*** Block opens ***
// Copyright (c) 2026 Robert L. Snyder, Sierra Vista, AZ
// Licensed under the MIT License. See LICENSE file in the project root for details.

//! Audio output via cpal.
//!
//! Opens the default output device and pulls samples from a callback.

use cpal::traits::{DeviceTrait, HostTrait, StreamTrait};
use cpal::{Device, Stream, StreamConfig};
use tracing::{error, info, warn};

use super::AudioError;

/// Audio output configuration
#[derive(Debug, Clone, PartialEq)]
pub struct OutputConfig {
    /// Sample rate in Hz
    pub sample_rate: u32,
    /// Buffer size in frames
    pub buffer_size: u32,
    /// Number of output channels
    pub channels: u16,
}

impl Default for OutputConfig {
    fn default() -> Self {
        Self {
            sample_rate: 44100,
            buffer_size: 512,
            channels: 2,
        }
    }
}

impl OutputConfig {
    pub fn validate(&self) -> Result<(), AudioError> {
        if !(8000..=192_000).contains(&self.sample_rate) {
            return Err(AudioError::InvalidConfig(format!(
                "sample rate {} out of range",
                self.sample_rate
            )));
        }
        if !(64..=4096).contains(&self.buffer_size) {
            return Err(AudioError::InvalidConfig(format!(
                "buffer size {} out of range (64-4096)",
                self.buffer_size
            )));
        }
        if self.channels == 0 {
            return Err(AudioError::InvalidConfig("no output channels".to_string()));
        }
        Ok(())
    }

    /// Calculate latency in milliseconds
    pub fn latency_ms(&self) -> f64 {
        (self.buffer_size as f64 / self.sample_rate as f64) * 1000.0
    }
}

/// Audio output stream
pub struct AudioOutput {
    _stream: Stream,
    _device: Device,
    config: OutputConfig,
}

impl AudioOutput {
    /// Create a new audio output with callback
    pub fn new<F>(config: OutputConfig, callback: F) -> Result<Self, AudioError>
    where
        F: FnMut(&mut [f32], usize) + Send + 'static,
    {
        config.validate()?;

        let host = cpal::default_host();
        let device = host.default_output_device().ok_or(AudioError::NoDevice)?;

        device
            .default_output_config()
            .map_err(|e| AudioError::InitFailed(format!("Failed to get default config: {}", e)))?;

        let fixed = StreamConfig {
            channels: config.channels,
            sample_rate: cpal::SampleRate(config.sample_rate),
            buffer_size: cpal::BufferSize::Fixed(config.buffer_size),
        };

        let callback = std::sync::Arc::new(std::sync::Mutex::new(callback));
        let stream = match build_stream(&device, &fixed, callback.clone()) {
            Ok(stream) => stream,
            Err(e) => {
                // Some devices reject fixed buffer sizes
                warn!(error = %e, "fixed buffer size rejected, using device default");
                let flexible = StreamConfig {
                    buffer_size: cpal::BufferSize::Default,
                    ..fixed
                };
                build_stream(&device, &flexible, callback)?
            }
        };

        stream
            .play()
            .map_err(|e| AudioError::StreamFailed(format!("Failed to start stream: {}", e)))?;

        info!(
            device = %device.name().unwrap_or_default(),
            sample_rate = config.sample_rate,
            latency_ms = config.latency_ms(),
            "audio output started"
        );

        Ok(Self {
            _stream: stream,
            _device: device,
            config,
        })
    }

    /// Get current configuration
    pub fn config(&self) -> &OutputConfig {
        &self.config
    }
}

fn build_stream<F>(
    device: &Device,
    stream_config: &StreamConfig,
    callback: std::sync::Arc<std::sync::Mutex<F>>,
) -> Result<Stream, AudioError>
where
    F: FnMut(&mut [f32], usize) + Send + 'static,
{
    let channels = stream_config.channels as usize;
    device
        .build_output_stream(
            stream_config,
            move |data: &mut [f32], _: &cpal::OutputCallbackInfo| {
                data.fill(0.0);
                if let Ok(mut callback) = callback.lock() {
                    callback(data, channels);
                }
            },
            move |err| {
                error!(error = %err, "audio stream error");
            },
            None,
        )
        .map_err(|e| AudioError::StreamFailed(format!("Failed to build stream: {}", e)))
}

#[cfg(test)]
mod tests {
    use super::*;

    #[test]
    fn test_output_config_default() {
        let config = OutputConfig::default();
        assert_eq!(config.sample_rate, 44100);
        assert_eq!(config.buffer_size, 512);
        assert_eq!(config.channels, 2);
        assert!(config.validate().is_ok());
    }

    #[test]
    fn test_latency_calculation() {
        let config = OutputConfig::default();
        assert!((config.latency_ms() - 11.6).abs() < 0.1);
    }

    #[test]
    fn test_invalid_config() {
        let config = OutputConfig {
            buffer_size: 16,
            ..OutputConfig::default()
        };
        assert!(matches!(config.validate(), Err(AudioError::InvalidConfig(_))));

        let config = OutputConfig {
            sample_rate: 0,
            ..OutputConfig::default()
        };
        assert!(config.validate().is_err());
    }
}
*** Block closes ***
_TRY IT:_ What is needed is a word-for-word restatement of all the data.

_REPLY TO THE EXERCISE:_
// Copyright (c) 2026 Robert L. Snyder, Sierra Vista, AZ
// Licensed under the MIT License. See LICENSE file in the project root for details.

//! Audio output via cpal.
//!
//! Opens the default output device and pulls samples from a callback.

use cpal::traits::{DeviceTrait, HostTrait, StreamTrait};
use cpal::{Device, Stream, StreamConfig};
use tracing::{error, info, warn};

use super::AudioError;

/// Audio output configuration
#[derive(Debug, Clone, PartialEq)]
pub struct OutputConfig {
    /// Sample rate in Hz
    pub sample_rate: u32,
    /// Buffer size in frames
    pub buffer_size: u32,
    /// Number of output channels
    pub channels: u16,
}

impl Default for OutputConfig {
    fn default() -> Self {
        Self {
            sample_rate: 44100,
            buffer_size: 512,
            channels: 2,
        }
    }
}

impl OutputConfig {
    pub fn validate(&self) -> Result<(), AudioError> {
        if !(8000..=192_000).contains(&self.sample_rate) {
            return Err(AudioError::InvalidConfig(format!(
                "sample rate {} out of range",
                self.sample_rate
            )));
        }
        if !(64..=4096).contains(&self.buffer_size) {
            return Err(AudioError::InvalidConfig(format!(
                "buffer size {} out of range (64-4096)",
                self.buffer_size
            )));
        }
        if self.channels == 0 {
            return Err(AudioError::InvalidConfig("no output channels".to_string()));
        }
        Ok(())
    }

    /// Calculate latency in milliseconds
    pub fn latency_ms(&self) -> f64 {
        (self.buffer_size as f64 / self.sample_rate as f64) * 1000.0
    }
}

/// Audio output stream
pub struct AudioOutput {
    _stream: Stream,
    _device: Device,
    config: OutputConfig,
}

impl AudioOutput {
    /// Create a new audio output with callback
    pub fn new<F>(config: OutputConfig, callback: F) -> Result<Self, AudioError>
    where
        F: FnMut(&mut [f32], usize) + Send + 'static,
    {
        config.validate()?;

        let host = cpal::default_host();
        let device = host.default_output_device().ok_or(AudioError::NoDevice)?;

        device
            .default_output_config()
            .map_err(|e| AudioError::InitFailed(format!("Failed to get default config: {}", e)))?;

        let fixed = StreamConfig {
            channels: config.channels,
            sample_rate: cpal::SampleRate(config.sample_rate),
            buffer_size: cpal::BufferSize::Fixed(config.buffer_size),
        };

        let callback = std::sync::Arc::new(std::sync::Mutex::new(callback));
        let stream = match build_stream(&device, &fixed, callback.clone()) {
            Ok(stream) => stream,
            Err(e) => {
                // Some devices reject fixed buffer sizes
                warn!(error = %e, "fixed buffer size rejected, using device default");
                let flexible = StreamConfig {
                    buffer_size: cpal::BufferSize::Default,
                    ..fixed
                };
                build_stream(&device, &flexible, callback)?
            }
        };

        stream
            .play()
            .map_err(|e| AudioError::StreamFailed(format!("Failed to start stream: {}", e)))?;

        info!(
            device = %device.name().unwrap_or_default(),
            sample_rate = config.sample_rate,
            latency_ms = config.latency_ms(),
            "audio output started"
        );

        Ok(Self {
            _stream: stream,
            _device: device,
            config,
        })
    }

    /// Get current configuration
    pub fn config(&self) -> &OutputConfig {
        &self.config
    }
}

fn build_stream<F>(
    device: &Device,
    stream_config: &StreamConfig,
    callback: std::sync::Arc<std::sync::Mutex<F>>,
) -> Result<Stream, AudioError>
where
    F: FnMut(&mut [f32], usize) + Send + 'static,
{
    let channels = stream_config.channels as usize;
    device
        .build_output_stream(
            stream_config,
            move |data: &mut [f32], _: &cpal::OutputCallbackInfo| {
                data.fill(0.0);
                if let Ok(mut callback) = callback.lock() {
                    callback(data, channels);
                }
            },
            move |err| {
                error!(error = %err, "audio stream error");
            },
            None,
        )
        .map_err(|e| AudioError::StreamFailed(format!("Failed to build stream: {}", e)))
}

#[cfg(test)]
mod tests {
    use super::*;

    #[test]
    fn test_output_config_default() {
        let config = OutputConfig::default();
        assert_eq!(config.sample_rate, 44100);
        assert_eq!(config.buffer_size, 512);
        assert_eq!(config.channels, 2);
        assert!(config.validate().is_ok());
    }

    #[test]
    fn test_latency_calculation() {
        let config = OutputConfig::default();
        assert!((config.latency_ms() - 11.6).abs() < 0.1);
    }

    #[test]
    fn test_invalid_config() {
        let config = OutputConfig {
            buffer_size: 16,
            ..OutputConfig::default()
        };
        assert!(matches!(config.validate(), Err(AudioError::InvalidConfig(_))));

        let config = OutputConfig {
            sample_rate: 0,
            ..OutputConfig::default()
        };
        assert!(config.validate().is_err());
    }
}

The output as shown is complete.